- A Anistia Internacional publicou seu relatório anual, dizendo que vivemos uma nova ordem global comandada por “predadores” e que muitos Estados atuam com covardia.
- O documento aponta que, em 2025, as instituições internacionais enfrentaram os piores ataques desde 1948, incluindo sanções a magistrados da Corte Penal Internacional e saída dos EUA de organismos como o Painel Intergovernamental sobre Mudanças Climáticas (IPCC).
- Sobre os Estados Unidos, o relatório afirma homicídios extrajudiciais fora de fronteiras, ataques à Venezuela e ao Irã, e ameaças à Groenlândia.
- A análise destaca predadores econômicos, sobretudo as big techs, que teriam se alinhado a interesses de Trump e se beneficiado da “ordem exploradora” em vigor.
- Na América, o estudo registra repressão a dissidência, uso excessivo de força policial com mortes nos EUA e ataques contra jornalistas em vários países, incluindo Brasil, Argentina e Peru.

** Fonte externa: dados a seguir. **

#[tokio::test]
async fn test_checkpoint_follows_records_it_covers() {
    let stream = StaticStream::new("orders")
        .with_partition(
            StaticPartition::new("orders", "first")
                .with_slice(json!({"start": 0, "end": 10}))
                .with_records(vec![json!({"id": 5})]),
        )
        .with_partition(
            StaticPartition::new("orders", "second")
                .with_slice(json!({"start": 10, "end": 20}))
                .with_records(vec![json!({"id": 15})])
                .with_record_delay(Duration::from_millis(50)),
        )
        .with_cursor(Arc::new(ConcurrentCursor::new("orders", "id", json!(0))));

    let mut sink = SlowSink::default();
    let summary = ConcurrentSource::new(config())
        .read(vec![Arc::new(stream)], &mut sink)
        .await
        .unwrap();
    assert!(summary.is_success());

    let mut delivered = Vec::new();
    for message in sink.inner.messages() {
        match message {
            Message::Record(record) => delivered.push(record.data["id"].as_i64().unwrap()),
            Message::State { data, .. } => {
                let position = cursor_position(data).as_i64().unwrap();
                for id in [5, 15].into_iter().filter(|id| *id < position) {
                    assert!(
                        delivered.contains(&id),
                        "checkpoint at {position} emitted before record {id}"
                    );
                }
            }
            _ => {}
        }
    }

    let last = *sink.inner.states("orders").last().unwrap();
    assert_eq!(cursor_position(last), &json!(20));
}

#[tokio::test]
async fn test_partition_without_slice_fails_on_close() {
    let stream = StaticStream::new("orders")
        .with_partition(StaticPartition::new("orders", "p0").with_records(records("orders", 2)))
        .with_cursor(Arc::new(ConcurrentCursor::new("orders", "id", json!(0))));

    let (result, sink) = read(config(), vec![Arc::new(stream)]).await;
    let summary = result.unwrap();

    assert_eq!(summary.failed_streams, vec!["orders".to_string()]);
    assert_eq!(sink.records("orders").len(), 2);
    assert_eq!(sink.errors("orders").len(), 1);
    assert!(sink.errors("orders")[0].contains("slice bounds"));

    let stats = summary.stream("orders").unwrap();
    assert_eq!(stats.partitions_succeeded, 0);
    assert_eq!(stats.partitions_failed, 1);
    assert_eq!(sink.states("orders").len(), 1);
    assert_eq!(
        sink.statuses("orders").last(),
        Some(&StreamStatus::Incomplete)
    );
}

#[tokio::test]
async fn test_no_records_lost() {
    let streams: Vec<Arc<dyn Stream>> = vec![
        Arc::new(static_stream("a", 20, 7)),
        Arc::new(static_stream("b", 3, 50)),
        Arc::new(static_stream("c", 0, 0)),
    ];
    let config = config().with_workers(5).with_max_concurrent_generators(2);

    let (result, sink) = read(config, streams).await;
    let summary = result.unwrap();

    assert_eq!(sink.records("a").len(), 140);
    assert_eq!(sink.records("b").len(), 150);
    assert!(sink.records("c").is_empty());
    assert_eq!(summary.total.records, 290);
}

#[tokio::test]
async fn test_backpressure_bound() {
    let parts = (0..30)
        .map(|i| {
            StaticPartition::new("slow", format!("p{i}"))
                .with_records(records("slow", 2))
                .with_record_delay(Duration::from_millis(2))
        })
        .collect();
    let stream = StaticStream::new("slow").with_partitions(parts);
    let config = config().with_workers(2).with_max_concurrent_tasks(3);

    let (result, sink) = read(config, vec![Arc::new(stream)]).await;
    let summary = result.unwrap();

    assert!(summary.pool.peak_in_flight <= 3);
    assert_eq!(sink.records("slow").len(), 60);
}

#[tokio::test]
async fn test_record_order_within_partition() {
    let stream = static_stream("ordered", 4, 25);
    let (result, sink) = read(config(), vec![Arc::new(stream)]).await;
    result.unwrap();

    let mut last_seen: std::collections::HashMap<String, i64> = Default::default();
    for message in sink.messages() {
        if let Message::Record(record) = message {
            let n = record.data["n"].as_i64().unwrap();
            if let Some(prev) = last_seen.insert(record.partition_id.clone(), n) {
                assert_eq!(n, prev + 1);
            }
        }
    }
    assert_eq!(last_seen.len(), 4);
}

// ============================================================================
// Lifecycle Tests
// ============================================================================

#[tokio::test]
async fn test_status_sequence() {
    let (result, sink) = read(config(), vec![Arc::new(static_stream("users", 2, 2))]).await;
    result.unwrap();

    assert_eq!(
        sink.statuses("users"),
        vec![
            StreamStatus::Started,
            StreamStatus::Running,
            StreamStatus::Complete
        ]
    );
}

#[tokio::test]
async fn test_status_disabled() {
    let config = config().with_stream_status(false);
    let (result, sink) = read(config, vec![Arc::new(static_stream("users", 2, 2))]).await;
    result.unwrap();

    assert!(sink.statuses("users").is_empty());
}

#[test_case(true, 4 ; "per partition")]
#[test_case(false, 1 ; "final only")]
#[tokio::test]
async fn test_checkpoint_frequency(per_partition: bool, expected: usize) {
    let config = config().with_checkpoint_per_partition(per_partition);
    let (result, sink) = read(config, vec![Arc::new(static_stream("users", 3, 1))]).await;
    let summary = result.unwrap();

    assert_eq!(sink.states("users").len(), expected);
    assert_eq!(summary.stream("users").unwrap().checkpoints, expected);
}

#[tokio::test]
async fn test_final_checkpoint_follows_last_record() {
    let (result, sink) = read(config(), vec![Arc::new(static_stream("users", 3, 3))]).await;
    result.unwrap();

    let messages = sink.messages();
    let last_record = messages.iter().rposition(Message::is_record).unwrap();
    let last_state = messages.iter().rposition(Message::is_state).unwrap();
    assert!(last_state > last_record);
}

#[tokio::test]
async fn test_staged_stream_start() {
    let streams: Vec<Arc<dyn Stream>> = (0..4)
        .map(|i| Arc::new(static_stream(&format!("s{i}"), 2, 2)) as Arc<dyn Stream>)
        .collect();
    let config = config().with_workers(2).with_max_concurrent_generators(1);

    let (result, sink) = read(config, streams).await;
    let summary = result.unwrap();

    assert!(summary.is_success());
    assert_eq!(summary.streams.len(), 4);
    for i in 0..4 {
        let name = format!("s{i}");
        assert_eq!(sink.records(&name).len(), 4);
        assert_eq!(sink.statuses(&name).last(), Some(&StreamStatus::Complete));
    }
}

#[tokio::test]
async fn test_no_streams() {
    let (result, sink) = read(config(), Vec::new()).await;
    let summary = result.unwrap();

    assert!(summary.is_success());
    assert!(summary.streams.is_empty());
    assert!(sink.messages().is_empty());
}

#[tokio::test]
async fn test_duplicate_stream_names() {
    let streams: Vec<Arc<dyn Stream>> = vec![
        Arc::new(static_stream("users", 1, 1)),
        Arc::new(static_stream("users", 1, 1)),
    ];
    let (result, _sink) = read(config(), streams).await;

    assert!(matches!(result, Err(Error::DuplicateStream { stream }) if stream == "users"));
}

// ============================================================================
// Failure Tests
// ============================================================================

#[tokio::test]
async fn test_generation_failure() {
    let stream = static_stream("users", 3, 2).with_fail_generation_after(1);
    let (result, sink) = read(config(), vec![Arc::new(stream)]).await;
    let summary = result.unwrap();

    assert_eq!(summary.failed_streams, vec!["users".to_string()]);
    assert_eq!(sink.records("users").len(), 2);
    assert_eq!(sink.errors("users").len(), 1);
    assert!(sink.errors("users")[0].contains("generation failed"));

    let stats = summary.stream("users").unwrap();
    assert_eq!(stats.generations_completed, 1);
    assert_eq!(stats.partitions_submitted, 1);
    assert_eq!(
        sink.statuses("users").last(),
        Some(&StreamStatus::Incomplete)
    );
}

#[tokio::test]
async fn test_failed_stream_does_not_affect_others() {
    let streams: Vec<Arc<dyn Stream>> = vec![
        Arc::new(static_stream("bad", 2, 2).with_fail_generation_after(0)),
        Arc::new(static_stream("good", 3, 3)),
    ];
    let config = config().with_max_concurrent_generators(2);

    let (result, sink) = read(config, streams).await;
    let summary = result.unwrap();

    assert_eq!(summary.failed_streams, vec!["bad".to_string()]);
    assert_eq!(sink.records("good").len(), 9);
    assert_eq!(sink.statuses("good").last(), Some(&StreamStatus::Complete));
    assert_eq!(sink.states("bad").len(), 1);
}

#[tokio::test]
async fn test_partitions_of_failed_stream_skipped() {
    let stream = StaticStream::new("users")
        .with_partition(StaticPartition::new("users", "p0").with_fail_after(0))
        .with_partition(StaticPartition::new("users", "p1").with_records(records("users", 1)))
        .with_partition(StaticPartition::new("users", "p2").with_records(records("users", 1)))
        .with_partition_delay(Duration::from_millis(50));

    let (result, sink) = read(config(), vec![Arc::new(stream)]).await;
    let summary = result.unwrap();

    let stats = summary.stream("users").unwrap();
    assert!(stats.partitions_skipped >= 1);
    assert_eq!(stats.partitions_skipped + stats.partitions_submitted, 3);
    assert_eq!(stats.partitions_completed(), stats.partitions_submitted);
    assert_eq!(sink.errors("users").len(), 1);
}

#[tokio::test]
async fn test_partition_panic_is_stream_error() {
    let (result, sink) = read(config(), vec![Arc::new(PanickingStream::new("p", false))]).await;
    let summary = result.unwrap();

    assert_eq!(summary.failed_streams, vec!["p".to_string()]);
    let errors = sink.errors("p");
    assert_eq!(errors.len(), 1);
    assert!(errors[0].contains("partition exploded"));
    assert_eq!(summary.stream("p").unwrap().partitions_failed, 1);
}

#[tokio::test]
async fn test_generation_panic_is_stream_error() {
    let streams: Vec<Arc<dyn Stream>> = vec![
        Arc::new(PanickingStream::new("p", true)),
        Arc::new(static_stream("ok", 1, 1)),
    ];
    let (result, sink) = read(config(), streams).await;
    let summary = result.unwrap();

    assert_eq!(summary.failed_streams, vec!["p".to_string()]);
    assert!(sink.errors("p")[0].contains("generator exploded"));
    assert_eq!(summary.stream("p").unwrap().generations_completed, 1);
    assert_eq!(sink.records("ok").len(), 1);
}
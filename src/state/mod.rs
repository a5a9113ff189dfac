//! State management module
//!
//! Persists the latest checkpoint of every stream between runs so that
//! incremental reads can resume.
//!
//! # Overview
//!
//! The state module provides:
//! - `State` - Per-stream checkpoints
//! - `StateManager` - File-based state persistence

mod manager;
mod types;

pub use manager::StateManager;
pub use types::{State, StreamState};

Nesta terça-feira, a Anistia Internacional divulgou seu relatório anual sobre direitos humanos, apontando uma nova ordem global dominada por dirigentes considerados predadores. Asecretária-geral Agnès Callamard criticou diretamente nomes como Donald Trump, Benjamin Netanyahu e Vladimir Putin, afirmando que Estados reagiram com covardia frente a essa dinâmica.
O documento classifica 2025 como o pior momento para instituições internacionais desde 1948, citando sanções a magistrados da Corte Penal Internacional e a saída de EUA de diversos organismos e tratados, incluindo o IPCC. A organização aponta ações extraterritórias dos EUA e pressões para proteção de grandes empresas americanas.
A secretária-geral alerta para a erosão do sistema internacional, dizendo que predadores econômicos, especialmente as big tech, teriam favorecido a ordem atual por meio de alianças com governos. Ela também critica a atuação de autoridades europeias diante de líderes que incitam conflitos.
Panorama global
Callamard destacou ações de países em resposta a conflitos, além de elogiar iniciativas na Espanha, França e Marrocos que buscam limitar envio de armas para Israel. Ela ressaltou ainda a participação de cidadãos norte-americanos contrários a políticas migratórias.
Realidade nas Américas
O relatório indica repressão crescente a dissidentes, jornalistas e defensores de direitos humanos em várias nações da região. Em relatos locais, a obra cita uso de força excessiva e assassinatos de civis com ligação a operações de combate ao tráfico.
A pesquisa menciona casos na Argentina, Brasil, Colômbia, México, Peru e EUA, entre outros, com críticas a processos penais contra jornalistas e ataques à imprensa. Os dados ressaltam violações de direitos humanos associadas a repressões e censura.
Apesar das críticas, Callamard aponta sinais de resistência: apesar da afirmação de poder dos chamados predadores, há uma mobilização de sociedade civil em diferentes países que busca pressionar líderes a agir com coragem e responsabilidade.